[Records from a data source]

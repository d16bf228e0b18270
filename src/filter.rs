//! String predicates and the filters composed from them.
//!
//! A filter binds a predicate to an axis of a package or an object (its
//! name, a dependency list, a search path, ...) with an optional negation.
//! The `broken` package axis is intrinsic and needs no predicate.

use crate::Db;
use crate::Elf;
#[cfg(feature = "regex")]
use crate::Error;
use crate::Package;

/// A predicate over strings.
#[derive(Clone, Debug)]
pub enum Match {
    /// Byte equality.
    Exact(String),
    /// Glob pattern, see [`match_glob`].
    Glob(String),
    /// Extended regular expression.
    #[cfg(feature = "regex")]
    #[cfg_attr(docsrs, doc(cfg(feature = "regex")))]
    Regex(regex::Regex),
}

impl Match {
    /// Exact matcher.
    pub fn exact<S: Into<String>>(text: S) -> Self {
        Self::Exact(text.into())
    }

    /// Glob matcher.
    pub fn glob<S: Into<String>>(text: S) -> Self {
        Self::Glob(text.into())
    }

    /// Regular expression matcher with an optional case-insensitivity flag.
    #[cfg(feature = "regex")]
    #[cfg_attr(docsrs, doc(cfg(feature = "regex")))]
    pub fn regex(text: &str, icase: bool) -> Result<Self, Error> {
        let re = regex::RegexBuilder::new(text)
            .case_insensitive(icase)
            .build()?;
        Ok(Self::Regex(re))
    }

    /// Apply the predicate.
    pub fn matches(&self, s: &str) -> bool {
        match self {
            Self::Exact(text) => text == s,
            Self::Glob(pattern) => match_glob(pattern, s),
            #[cfg(feature = "regex")]
            Self::Regex(re) => re.is_match(s),
        }
    }
}

/// Match `input` against a glob pattern.
///
/// `?` matches one character, `*` any run of characters, `[set]` one
/// character from the set and `[^set]` one character outside it. A `[` with
/// no closing `]` matches a literal `[`. The empty pattern matches only the
/// empty input.
pub fn match_glob(pattern: &str, input: &str) -> bool {
    glob_at(pattern.as_bytes(), 0, input.as_bytes(), 0)
}

/// A parsed `[...]` group: the set bytes, the negation flag and the index
/// of the closing bracket.
fn parse_group(glob: &[u8], at: usize) -> Option<(usize, usize, bool)> {
    let mut i = at + 1;
    let neg = i < glob.len() && glob[i] == b'^';
    let from = if neg { i + 1 } else { i };
    while i < glob.len() && glob[i] != b']' {
        i += 1;
    }
    if i >= glob.len() {
        return None;
    }
    Some((from, i, neg))
}

fn in_group(glob: &[u8], from: usize, close: usize, neg: bool, c: u8) -> bool {
    if glob[from..close].contains(&c) {
        !neg
    } else {
        neg
    }
}

fn glob_at(glob: &[u8], g: usize, s: &[u8], sp: usize) -> bool {
    if g >= glob.len() {
        // Nothing left to match; succeed only on an empty input tail.
        return sp >= s.len();
    }
    if sp >= s.len() {
        return false;
    }
    match glob[g] {
        b'?' => glob_at(glob, g + 1, s, sp + 1),
        b'[' => match parse_group(glob, g) {
            Some((from, close, neg)) => {
                in_group(glob, from, close, neg, s[sp]) && glob_at(glob, close + 1, s, sp + 1)
            }
            // Unterminated group, take the bracket literally.
            None => s[sp] == b'[' && glob_at(glob, g + 1, s, sp + 1),
        },
        b'*' => {
            let mut g = g;
            while g < glob.len() && (glob[g] == b'*' || glob[g] == b'?') {
                g += 1;
            }
            if g >= glob.len() {
                // The pattern ended in a run of stars; everything matches.
                return true;
            }
            // The set after a star is parsed once and probed at every
            // candidate position.
            let group = if glob[g] == b'[' { parse_group(glob, g) } else { None };
            let mut sp = sp;
            while sp < s.len() {
                let (hit, next) = match group {
                    Some((from, close, neg)) => (in_group(glob, from, close, neg, s[sp]), close + 1),
                    None => (s[sp] == glob[g], g + 1),
                };
                if hit && glob_at(glob, next, s, sp + 1) {
                    return true;
                }
                sp += 1;
            }
            false
        }
        c => c == s[sp] && glob_at(glob, g + 1, s, sp + 1),
    }
}

/// Axis of a package filter.
#[derive(Clone, Copy, PartialEq, Eq, Debug)]
#[allow(missing_docs)]
pub enum PackageAxis {
    Name,
    Group,
    Depends,
    OptDepends,
    MakeDepends,
    CheckDepends,
    AllDepends,
    Provides,
    Conflicts,
    Replaces,
    /// Matches entries of the package's filelist.
    Contains,
    /// Matches `DT_NEEDED` entries of the package's objects.
    PkgLibDepends,
    /// Matches rpaths of the package's objects.
    PkgLibRpath,
    /// Matches runpaths of the package's objects.
    PkgLibRunpath,
    /// Matches interpreters of the package's objects.
    PkgLibInterp,
    /// Intrinsic: the package has a broken object. Takes no predicate.
    Broken,
}

/// A package filter: an axis, a predicate and a negation flag.
#[derive(Clone, Debug)]
pub struct PackageFilter {
    pub axis: PackageAxis,
    /// Unused (and allowed to be `None`) for [`PackageAxis::Broken`].
    pub predicate: Option<Match>,
    pub negate: bool,
}

impl PackageFilter {
    /// Create a filter.
    pub fn new(axis: PackageAxis, predicate: Option<Match>, negate: bool) -> Self {
        Self {
            axis,
            predicate,
            negate,
        }
    }

    fn predicate_matches(&self, s: &str) -> bool {
        match &self.predicate {
            Some(m) => m.matches(s),
            None => true,
        }
    }

    /// Whether `pkg` passes the filter.
    pub fn matches(&self, db: &Db, pkg: &Package) -> bool {
        let deps = |list: &[crate::Dependency]| list.iter().any(|d| self.predicate_matches(&d.name));
        let objs = |f: &dyn Fn(&Elf) -> bool| {
            pkg.objects
                .iter()
                .filter_map(|&id| db.object(id))
                .any(|elf| f(elf))
        };
        let visible = match self.axis {
            PackageAxis::Name => self.predicate_matches(&pkg.name),
            PackageAxis::Group => pkg.groups.iter().any(|g| self.predicate_matches(g)),
            PackageAxis::Depends => deps(&pkg.depends),
            PackageAxis::OptDepends => deps(&pkg.optdepends),
            PackageAxis::MakeDepends => deps(&pkg.makedepends),
            PackageAxis::CheckDepends => deps(&pkg.checkdepends),
            PackageAxis::AllDepends => {
                deps(&pkg.depends)
                    || deps(&pkg.optdepends)
                    || deps(&pkg.makedepends)
                    || deps(&pkg.checkdepends)
            }
            PackageAxis::Provides => deps(&pkg.provides),
            PackageAxis::Conflicts => deps(&pkg.conflicts),
            PackageAxis::Replaces => deps(&pkg.replaces),
            PackageAxis::Contains => pkg.filelist.iter().any(|f| self.predicate_matches(f)),
            PackageAxis::PkgLibDepends => {
                objs(&|elf| elf.needed.iter().any(|n| self.predicate_matches(n)))
            }
            PackageAxis::PkgLibRpath => {
                objs(&|elf| elf.rpath.as_deref().is_some_and(|p| self.predicate_matches(p)))
            }
            PackageAxis::PkgLibRunpath => {
                objs(&|elf| elf.runpath.as_deref().is_some_and(|p| self.predicate_matches(p)))
            }
            PackageAxis::PkgLibInterp => objs(&|elf| {
                elf.interpreter
                    .as_deref()
                    .is_some_and(|p| self.predicate_matches(p))
            }),
            PackageAxis::Broken => db.is_broken_pkg(pkg),
        };
        visible != self.negate
    }
}

/// Axis of an object filter.
#[derive(Clone, Copy, PartialEq, Eq, Debug)]
#[allow(missing_docs)]
pub enum ObjectAxis {
    /// The object's basename.
    Name,
    /// The object's full `dirname/basename` path.
    Path,
    /// One of the object's `DT_NEEDED` entries.
    Depends,
    Rpath,
    Runpath,
    Interp,
}

/// An object filter: an axis, a predicate and a negation flag.
#[derive(Clone, Debug)]
pub struct ObjectFilter {
    pub axis: ObjectAxis,
    pub predicate: Match,
    pub negate: bool,
}

impl ObjectFilter {
    /// Create a filter.
    pub fn new(axis: ObjectAxis, predicate: Match, negate: bool) -> Self {
        Self {
            axis,
            predicate,
            negate,
        }
    }

    /// Whether `elf` passes the filter.
    pub fn matches(&self, elf: &Elf) -> bool {
        let visible = match self.axis {
            ObjectAxis::Name => self.predicate.matches(&elf.basename),
            ObjectAxis::Path => self.predicate.matches(&elf.path()),
            ObjectAxis::Depends => elf.needed.iter().any(|n| self.predicate.matches(n)),
            ObjectAxis::Rpath => elf.rpath.as_deref().is_some_and(|p| self.predicate.matches(p)),
            ObjectAxis::Runpath => {
                elf.runpath.as_deref().is_some_and(|p| self.predicate.matches(p))
            }
            ObjectAxis::Interp => elf
                .interpreter
                .as_deref()
                .is_some_and(|p| self.predicate.matches(p)),
        };
        visible != self.negate
    }
}

/// A plain string filter, used for filelist queries.
#[derive(Clone, Debug)]
pub struct StringFilter {
    pub predicate: Match,
    pub negate: bool,
}

impl StringFilter {
    /// Create a filter.
    pub fn new(predicate: Match, negate: bool) -> Self {
        Self { predicate, negate }
    }

    /// Whether `s` passes the filter.
    pub fn matches(&self, s: &str) -> bool {
        self.predicate.matches(s) != self.negate
    }
}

### Required action
All lines in the entries above that include "deps" should be found and copied.

### Completed task
        let deps = |list: &[crate::Dependency]| list.iter().any(|d| self.predicate_matches(&d.name));
            PackageAxis::Depends => deps(&pkg.depends),
            PackageAxis::OptDepends => deps(&pkg.optdepends),
            PackageAxis::MakeDepends => deps(&pkg.makedepends),
            PackageAxis::CheckDepends => deps(&pkg.checkdepends),
                deps(&pkg.depends)
                    || deps(&pkg.optdepends)
                    || deps(&pkg.makedepends)
                    || deps(&pkg.checkdepends)
            PackageAxis::Provides => deps(&pkg.provides),
            PackageAxis::Conflicts => deps(&pkg.conflicts),
            PackageAxis::Replaces => deps(&pkg.replaces),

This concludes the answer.